Hélio Oiticica queria que a obra de arte nascesse “apenas de um toque na matéria”, a partir de um sopro que a transforma em expressão: “um sopro interior, de plenitude cósmica”.
A plenos pulmões se manifesta a produção recente de Ricardo Siri, artista carioca que inaugura a individual Organismo, dia 19 de março, na Janaina Torres Galeria, em São Paulo.
Matéria e expressão ganham, com a mostra, uma plenitude inaudita no trabalho do artista. Nas obras de Organismo – esculturas, assemblages e um “ninho habitável”, feito de galhos de árvore, barro e som -, ecoam os gestos e registros do viver e do fazer artístico de Siri, em consonância e tensão com o momento da arte e do mundo atual.
Veja: obras de Organismo
Veja: página do artista
Siri sintetiza, em Organismo, uma trajetória singular na arte contemporânea brasileira. Artista sonoro e visual, cujo trabalho transita entre a escultura, performance, instalação, fotografia e vídeo, sua produção estética incorpora uma atuação premiada no universo musical, com cinco CDs lançados e trabalhos com nomes como Sivuca, Hermeto Pascoal e Roberto Menescal.
A partir do habitat, uma casa/ateliê em Santa Teresa, no Rio de Janeiro, Siri se depara com o seu ambiente: folhagens, instrumentos, galinhas, abelhas, barro, ruídos, pássaros, o depósito, o jardim.
Percebe à sua volta, para além da matéria, a conexão “cósmica” com o universo e a urgência do agora; e produz obras como War, uma colmeia/tela na qual a solda do artista molda um mapa-múndi em cera queimada, criando um alerta de pertinência reveladora.

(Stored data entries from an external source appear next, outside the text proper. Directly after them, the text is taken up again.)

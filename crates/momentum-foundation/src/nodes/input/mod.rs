pub mod tracking;
pub mod types;

pub use tracking::{EventScope, TrackingGuard, TrackingRegistry};
pub use types::{PointerEvent, PointerEventKind, PointerId, PointerSample, PointerType};

pub mod prelude {
    pub use super::types::{
        PointerEvent, PointerEventKind, PointerId, PointerSample, PointerType,
    };
}
//! Replays a gesture script through the scroll driver and prints the offset
//! trajectory.
//!
//! ```text
//! gesture-replay [SCRIPT] [--viewport WxH] [--content WxH]
//! ```

mod script;

use std::path::PathBuf;
use std::rc::Rc;

use anyhow::{Context, Result};
use clap::Parser;
use momentum_animation::{Animator, TransitionAnimator};
use momentum_foundation::{
    GestureOutcome, PointerEvent, ScrollConfig, ScrollDriver, ScrollSurface, TrackingRegistry,
};
use momentum_ui_graphics::{Point, Size};

use script::Step;

const FRAME_MILLIS: f64 = 16.0;
const MAX_DRAIN_FRAMES: usize = 1_000;

/// A quick upward flick near the top of a long list.
const BUILT_IN_FLICK: &str = "\
down 200 600 0
move 200 570 16
move 200 520 32
move 200 450 48
up 200 450 64
";

struct ReplaySurface {
    content: Size,
    viewport: Size,
    animator: TransitionAnimator,
}

impl ScrollSurface for ReplaySurface {
    fn content_size(&self) -> Size {
        self.content
    }

    fn viewport_size(&self) -> Size {
        self.viewport
    }

    fn rendered_offset(&self) -> Point {
        self.animator.rendered_offset()
    }
}

/// Replays a pointer gesture script through the scroll driver.
#[derive(Parser, Debug)]
#[command(name = "gesture-replay")]
#[command(version, about = "Replays a pointer gesture script and prints the offset trajectory")]
struct Cli {
    /// Script to replay; the built-in flick when omitted
    script: Option<PathBuf>,

    /// Viewport size as WIDTHxHEIGHT
    #[arg(long, value_parser = parse_size, default_value = "400x800")]
    viewport: Size,

    /// Content size as WIDTHxHEIGHT
    #[arg(long, value_parser = parse_size, default_value = "400x3000")]
    content: Size,
}

fn parse_size(value: &str) -> Result<Size, String> {
    let (width, height) = value
        .split_once('x')
        .ok_or_else(|| format!("expected WIDTHxHEIGHT, got '{value}'"))?;
    let width: f32 = width
        .parse()
        .map_err(|_| format!("bad width in '{value}'"))?;
    let height: f32 = height
        .parse()
        .map_err(|_| format!("bad height in '{value}'"))?;
    if !(width.is_finite() && height.is_finite()) || width < 0.0 || height < 0.0 {
        return Err(format!("size '{value}' must be finite and non-negative"));
    }
    Ok(Size::new(width, height))
}

fn report(label: &str, driver: &ScrollDriver<ReplaySurface, TransitionAnimator>) {
    let rendered = driver.animator().rendered_offset();
    println!(
        "{label:<28} rendered ({:>8.2}, {:>8.2})  offset ({:>8.2}, {:>8.2})  {:?}",
        rendered.x,
        rendered.y,
        driver.offset().x,
        driver.offset().y,
        driver.phase()
    );
}

fn main() -> Result<()> {
    env_logger::Builder::from_env(env_logger::Env::default().default_filter_or("info"))
        .format_timestamp_millis()
        .init();

    let cli = Cli::parse();
    let source = match &cli.script {
        Some(path) => std::fs::read_to_string(path)
            .with_context(|| format!("failed to read script {}", path.display()))?,
        None => {
            log::info!("no script given; replaying the built-in flick");
            BUILT_IN_FLICK.to_string()
        }
    };
    let steps = script::parse(&source)?;

    let animator = TransitionAnimator::new(Point::ZERO);
    let surface = ReplaySurface {
        content: cli.content,
        viewport: cli.viewport,
        animator: animator.clone(),
    };
    let registry = Rc::new(TrackingRegistry::new());
    let mut driver = ScrollDriver::new(
        surface,
        animator.clone(),
        registry.clone(),
        ScrollConfig::default(),
    )?;

    let replayed = driver.surface();
    println!(
        "=== Gesture replay: content {}x{} in viewport {}x{} ===",
        replayed.content.width,
        replayed.content.height,
        replayed.viewport.width,
        replayed.viewport.height
    );

    let mut now = 0.0;
    for step in &steps {
        now = step.time_millis();
        let label = match *step {
            Step::Down {
                position,
                time_millis,
            } => {
                driver.dispatch(&PointerEvent::down(position, time_millis));
                format!("{time_millis:>6}ms down")
            }
            Step::Move {
                position,
                time_millis,
            } => {
                let event = PointerEvent::moved(position, time_millis);
                driver.dispatch(&event);
                let suffix = if event.is_consumed() { "" } else { " (passed)" };
                format!("{time_millis:>6}ms move{suffix}")
            }
            Step::Up {
                position,
                time_millis,
            } => {
                let outcome = driver.dispatch(&PointerEvent::up(position, time_millis));
                format!("{time_millis:>6}ms up {}", outcome_label(outcome))
            }
            Step::Cancel { time_millis } => {
                driver.dispatch(&PointerEvent::cancel(time_millis));
                format!("{time_millis:>6}ms cancel")
            }
            Step::Frame { time_millis } => {
                animator.advance(nanos(time_millis));
                format!("{time_millis:>6}ms frame")
            }
        };
        report(&label, &driver);
    }

    let mut frames = 0;
    while animator.is_running() {
        if frames == MAX_DRAIN_FRAMES {
            log::warn!("still animating after {MAX_DRAIN_FRAMES} frames; giving up");
            break;
        }
        now += FRAME_MILLIS;
        animator.advance(nanos(now));
        frames += 1;
        report(&format!("{now:>6}ms frame"), &driver);
    }

    log::info!(
        "settled at {:?} after {} trailing frames ({} gestures tracked)",
        animator.rendered_offset(),
        frames,
        registry.attach_count()
    );
    Ok(())
}

fn outcome_label(outcome: Option<GestureOutcome>) -> String {
    match outcome {
        Some(outcome) => format!("{outcome:?}"),
        None => "(ignored)".to_string(),
    }
}

fn nanos(millis: f64) -> u64 {
    (millis.max(0.0) * 1_000_000.0) as u64
}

Já em Música Concreta, duas metades de um trompete são unidas, ou separadas, por um bloco de concreto. Em Música Barroca, é o barro que une/divide o instrumento musical. Em ambos os casos, o fluxo sonoro interrompido pela matéria gera outro, imaterial.
Em Colmeia, aglutina trompetes e trompas, que executam uma sinfonia a partir do silêncio e produzem timbres imaginados, que pairam no ar. O mesmo efeito, em que ultrapassa a fronteira do plástico e do sonoro, Siri obtém em Casulo 2, obra feita a partir da junção de uma concha do mar (da qual, como os polinésios, extrai sonoridade em suas performances) e a extremidade de um trompete.
Siri confere, assim, voz e potência a materiais como barro, conchas ou a cera de abelhas que, não por acaso, são registros da fratura, se não do colapso, do modelo insustentável de desenvolvimento atual.
Organismo apresenta um todo, composto de paradoxos e opostos comunicantes: som e silêncio; lar e universo; matéria e manifesto; cultura e natureza; aconchego e desconforto; o eu e o outro. Elementos e experiências que, certamente, encontram-se diante do impasse e da imobilidade contemporâneos, que o toque de Siri transforma em expressividade radical.
Sobre Ricardo Siri
Nasceu em 1974, no Rio de Janeiro (RJ), onde vive e trabalha. Percussionista por formação, graduou-se pela Los Angeles Music Academy, nos Estados Unidos, e aprofundou seus estudos de percussão indiana e africana na Sangeet World Music School (Pasadena/CA). Em 2011, é convidado pelo Comitê Olímpico de Londres para residir e produzir trabalhos no projeto Olímpico – Rio London Ocupation no Battersea Art Center, em Londres. Em 2013, foi convidado para a residência artística na Cité International des Arts, em Paris (França).
Realizou as individuais “Interfaces” (Galeria Portas Vilaseca, Rj 2019), “Habitáveis” (Centro Municipal Helio Oiticica, RJ, 2017), “Escalas Variáveis” (Galeria Mezanino, 2016), “Oroboro” (Espaço Movimento Contemporâneo Brasileiro, RJ) e “Distorções”, (Galeria Amarelo Negro, 2010). Entre as coletivas, destacam-se “Canção Enigmática” (MAM, RJ, 2019), “Monument in miniatura” (Nova York, 2018), “Das Virgens em Cardumes e da Cor das Auras” (Museu Bispo do Rosário, RJ, 2016; ); “Je Ma pele Siri” (Casa França Brasil, RJ, 2014); “Paisagem Sonora” (Casa Daros, RJ, 2014); “Liana Ampliathum” (Parque Lage, RJ, 2014); “Blank Page” (Victoria and Albert Museum, Londres, 2012). Realizou performances sonoras na “Nuit de la Philosophie” (UNESCO, Paris, 2018); Portikus (Frankfurt, 2013), NBK-Gallery (Berlim, 2013) e Museu Marino Marini (Florença, Itália, 2013), entre outras.